DATA:
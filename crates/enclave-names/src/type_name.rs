use std::borrow::Borrow;
use std::fmt;

use serde::{Deserialize, Serialize};

/// A fully-qualified, dot-separated type name.
///
/// Which lexical space a name belongs to (pre-rename, post-rename, wrapper)
/// is determined by the fixed prefix conventions in this crate, never by a
/// tag carried on the name itself.
#[derive(Clone, PartialEq, Eq, Hash, PartialOrd, Ord, Serialize, Deserialize)]
#[serde(transparent)]
pub struct TypeName(String);

impl TypeName {
    pub fn as_str(&self) -> &str {
        &self.0
    }
}

impl fmt::Debug for TypeName {
    fn fmt(&self, f: &mut fmt::Formatter<'_>) -> fmt::Result {
        write!(f, "TypeName({})", self.0)
    }
}

impl fmt::Display for TypeName {
    fn fmt(&self, f: &mut fmt::Formatter<'_>) -> fmt::Result {
        f.write_str(&self.0)
    }
}

impl From<&str> for TypeName {
    fn from(name: &str) -> Self {
        Self(name.to_string())
    }
}

impl From<String> for TypeName {
    fn from(name: String) -> Self {
        Self(name)
    }
}

impl Borrow<str> for TypeName {
    fn borrow(&self) -> &str {
        &self.0
    }
}

impl PartialEq<str> for TypeName {
    fn eq(&self, other: &str) -> bool {
        self.0 == other
    }
}

impl PartialEq<&str> for TypeName {
    fn eq(&self, other: &&str) -> bool {
        self.0 == *other
    }
}

#[cfg(test)]
mod tests {
    use super::*;

    #[test]
    fn debug_and_display() {
        let name = TypeName::from("java.lang.Object");
        assert_eq!(format!("{name}"), "java.lang.Object");
        assert_eq!(format!("{name:?}"), "TypeName(java.lang.Object)");
    }

    #[test]
    fn lookup_by_str_via_borrow() {
        use std::collections::HashMap;
        let mut map = HashMap::new();
        map.insert(TypeName::from("a.B"), 1);
        assert_eq!(map.get("a.B"), Some(&1));
    }
}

TRY IT:
When you find a line in the records that contains the word "bool", copy it.

RESPONSE TO THIS TASK:
    fn eq(&self, other: &str) -> bool {
    fn eq(&self, other: &&str) -> bool {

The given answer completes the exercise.